» Problem to work on
Scanning the entries below, copy every line that contains the word "without".

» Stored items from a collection
==========

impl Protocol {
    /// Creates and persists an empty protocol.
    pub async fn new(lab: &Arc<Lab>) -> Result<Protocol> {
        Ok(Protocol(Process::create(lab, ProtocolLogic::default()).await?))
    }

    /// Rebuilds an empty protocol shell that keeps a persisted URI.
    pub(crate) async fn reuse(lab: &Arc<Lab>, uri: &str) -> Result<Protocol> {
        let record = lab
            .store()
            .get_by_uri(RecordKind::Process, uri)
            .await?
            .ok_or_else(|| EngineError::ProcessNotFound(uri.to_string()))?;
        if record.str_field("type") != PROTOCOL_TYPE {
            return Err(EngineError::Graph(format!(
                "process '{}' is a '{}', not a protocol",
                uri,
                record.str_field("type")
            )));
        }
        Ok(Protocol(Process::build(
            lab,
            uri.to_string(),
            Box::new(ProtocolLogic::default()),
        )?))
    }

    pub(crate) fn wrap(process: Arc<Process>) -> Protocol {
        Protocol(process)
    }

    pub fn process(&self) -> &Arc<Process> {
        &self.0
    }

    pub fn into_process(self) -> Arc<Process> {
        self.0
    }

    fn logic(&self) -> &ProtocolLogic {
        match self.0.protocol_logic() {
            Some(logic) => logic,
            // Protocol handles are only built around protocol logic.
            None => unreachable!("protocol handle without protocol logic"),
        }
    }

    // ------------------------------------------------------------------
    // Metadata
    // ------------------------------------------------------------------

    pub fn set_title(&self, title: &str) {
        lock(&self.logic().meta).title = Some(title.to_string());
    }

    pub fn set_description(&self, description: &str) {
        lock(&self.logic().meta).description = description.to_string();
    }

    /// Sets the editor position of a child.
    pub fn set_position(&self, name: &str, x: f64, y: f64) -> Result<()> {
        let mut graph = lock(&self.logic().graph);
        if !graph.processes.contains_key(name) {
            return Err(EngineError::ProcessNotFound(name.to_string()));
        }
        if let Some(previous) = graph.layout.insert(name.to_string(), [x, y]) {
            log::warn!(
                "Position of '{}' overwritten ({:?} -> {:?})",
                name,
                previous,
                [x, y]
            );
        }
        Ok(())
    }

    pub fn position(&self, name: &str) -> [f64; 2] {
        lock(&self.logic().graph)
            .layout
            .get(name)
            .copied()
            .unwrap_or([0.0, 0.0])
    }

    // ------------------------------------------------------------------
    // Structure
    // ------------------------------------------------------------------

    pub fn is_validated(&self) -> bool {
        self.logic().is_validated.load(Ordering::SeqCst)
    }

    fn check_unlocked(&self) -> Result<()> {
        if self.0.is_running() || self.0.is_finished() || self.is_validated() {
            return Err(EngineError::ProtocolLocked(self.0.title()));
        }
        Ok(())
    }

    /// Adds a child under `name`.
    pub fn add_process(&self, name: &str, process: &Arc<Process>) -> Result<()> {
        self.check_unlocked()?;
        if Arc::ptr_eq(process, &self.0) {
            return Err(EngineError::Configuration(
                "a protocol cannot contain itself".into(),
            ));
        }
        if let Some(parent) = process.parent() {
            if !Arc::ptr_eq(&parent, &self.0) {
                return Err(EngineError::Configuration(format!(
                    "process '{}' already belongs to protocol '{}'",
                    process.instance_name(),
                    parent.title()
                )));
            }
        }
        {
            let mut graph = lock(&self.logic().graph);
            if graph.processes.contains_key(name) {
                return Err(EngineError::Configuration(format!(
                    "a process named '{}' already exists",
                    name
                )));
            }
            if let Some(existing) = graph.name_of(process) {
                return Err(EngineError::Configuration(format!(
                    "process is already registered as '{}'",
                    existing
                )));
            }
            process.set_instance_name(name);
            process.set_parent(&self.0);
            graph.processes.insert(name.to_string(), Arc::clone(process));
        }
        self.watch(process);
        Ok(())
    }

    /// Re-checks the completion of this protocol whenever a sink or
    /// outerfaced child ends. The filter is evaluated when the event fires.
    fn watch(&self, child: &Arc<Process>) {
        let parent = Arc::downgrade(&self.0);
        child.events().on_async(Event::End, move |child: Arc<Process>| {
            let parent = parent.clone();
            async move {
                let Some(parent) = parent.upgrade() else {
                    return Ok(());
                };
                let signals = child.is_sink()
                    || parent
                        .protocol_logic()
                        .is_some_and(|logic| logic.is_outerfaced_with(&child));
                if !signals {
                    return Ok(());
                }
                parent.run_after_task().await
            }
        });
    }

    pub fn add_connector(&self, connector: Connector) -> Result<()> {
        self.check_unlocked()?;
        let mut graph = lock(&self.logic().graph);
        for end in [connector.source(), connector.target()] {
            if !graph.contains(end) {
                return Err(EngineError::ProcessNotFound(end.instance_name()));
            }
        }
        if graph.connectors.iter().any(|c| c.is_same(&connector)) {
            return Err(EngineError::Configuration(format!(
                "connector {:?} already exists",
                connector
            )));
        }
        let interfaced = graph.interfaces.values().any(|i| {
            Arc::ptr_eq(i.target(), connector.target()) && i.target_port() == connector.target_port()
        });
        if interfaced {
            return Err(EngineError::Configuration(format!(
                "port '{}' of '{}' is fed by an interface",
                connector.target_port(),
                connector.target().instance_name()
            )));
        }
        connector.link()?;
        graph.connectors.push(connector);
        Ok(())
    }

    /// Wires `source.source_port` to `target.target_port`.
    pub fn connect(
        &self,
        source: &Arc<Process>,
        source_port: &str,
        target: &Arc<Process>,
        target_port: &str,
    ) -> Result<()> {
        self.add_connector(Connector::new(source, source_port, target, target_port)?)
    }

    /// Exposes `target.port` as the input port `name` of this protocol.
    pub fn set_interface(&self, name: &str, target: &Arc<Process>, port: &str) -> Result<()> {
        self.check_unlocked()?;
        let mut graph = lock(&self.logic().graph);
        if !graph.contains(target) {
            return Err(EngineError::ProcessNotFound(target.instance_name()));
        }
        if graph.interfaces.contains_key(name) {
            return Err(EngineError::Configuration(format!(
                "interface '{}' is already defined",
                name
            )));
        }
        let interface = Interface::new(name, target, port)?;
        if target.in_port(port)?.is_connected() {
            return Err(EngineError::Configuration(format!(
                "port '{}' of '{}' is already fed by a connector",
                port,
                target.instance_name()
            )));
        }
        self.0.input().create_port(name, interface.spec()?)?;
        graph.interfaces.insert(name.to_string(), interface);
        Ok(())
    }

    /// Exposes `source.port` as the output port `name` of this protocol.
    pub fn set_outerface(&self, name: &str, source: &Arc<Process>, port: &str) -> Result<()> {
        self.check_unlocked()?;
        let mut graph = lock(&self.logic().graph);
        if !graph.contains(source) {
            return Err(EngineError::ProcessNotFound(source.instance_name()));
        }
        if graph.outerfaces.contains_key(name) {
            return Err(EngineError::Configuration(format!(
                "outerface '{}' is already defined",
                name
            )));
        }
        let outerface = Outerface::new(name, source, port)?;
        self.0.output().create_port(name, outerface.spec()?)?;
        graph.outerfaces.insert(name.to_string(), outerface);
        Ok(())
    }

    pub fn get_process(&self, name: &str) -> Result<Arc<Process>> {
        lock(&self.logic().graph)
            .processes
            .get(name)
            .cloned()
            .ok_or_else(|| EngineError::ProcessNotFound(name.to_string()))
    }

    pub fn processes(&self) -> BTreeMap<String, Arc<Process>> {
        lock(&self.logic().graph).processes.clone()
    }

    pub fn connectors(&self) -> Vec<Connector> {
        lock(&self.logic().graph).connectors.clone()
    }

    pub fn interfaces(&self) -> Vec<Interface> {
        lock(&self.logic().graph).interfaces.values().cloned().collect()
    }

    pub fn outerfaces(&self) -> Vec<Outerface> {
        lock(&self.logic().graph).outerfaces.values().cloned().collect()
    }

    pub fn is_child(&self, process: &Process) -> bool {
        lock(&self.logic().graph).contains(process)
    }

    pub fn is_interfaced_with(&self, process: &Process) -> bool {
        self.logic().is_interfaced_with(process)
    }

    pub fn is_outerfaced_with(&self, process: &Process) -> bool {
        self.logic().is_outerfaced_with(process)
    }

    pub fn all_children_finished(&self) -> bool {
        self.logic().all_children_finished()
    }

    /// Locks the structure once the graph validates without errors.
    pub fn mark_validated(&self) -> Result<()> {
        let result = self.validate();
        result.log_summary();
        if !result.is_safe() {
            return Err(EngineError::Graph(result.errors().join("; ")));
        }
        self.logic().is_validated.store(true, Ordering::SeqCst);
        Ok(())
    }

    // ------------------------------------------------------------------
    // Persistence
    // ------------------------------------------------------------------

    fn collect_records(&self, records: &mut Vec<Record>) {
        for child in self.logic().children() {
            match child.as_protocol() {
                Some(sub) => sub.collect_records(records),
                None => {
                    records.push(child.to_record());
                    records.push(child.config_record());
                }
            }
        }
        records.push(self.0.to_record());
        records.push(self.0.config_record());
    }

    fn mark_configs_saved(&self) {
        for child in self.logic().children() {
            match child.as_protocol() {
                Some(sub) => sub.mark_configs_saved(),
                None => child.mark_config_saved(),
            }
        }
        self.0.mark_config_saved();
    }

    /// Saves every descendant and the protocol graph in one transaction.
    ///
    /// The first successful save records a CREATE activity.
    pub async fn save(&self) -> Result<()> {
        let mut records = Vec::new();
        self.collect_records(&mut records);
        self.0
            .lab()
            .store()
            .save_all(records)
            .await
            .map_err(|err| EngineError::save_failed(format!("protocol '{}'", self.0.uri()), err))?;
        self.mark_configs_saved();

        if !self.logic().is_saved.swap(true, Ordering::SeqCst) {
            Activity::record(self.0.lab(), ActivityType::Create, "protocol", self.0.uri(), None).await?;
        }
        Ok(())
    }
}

==========

» Answer
            None => unreachable!("protocol handle without protocol logic"),
    /// Locks the structure once the graph validates without errors.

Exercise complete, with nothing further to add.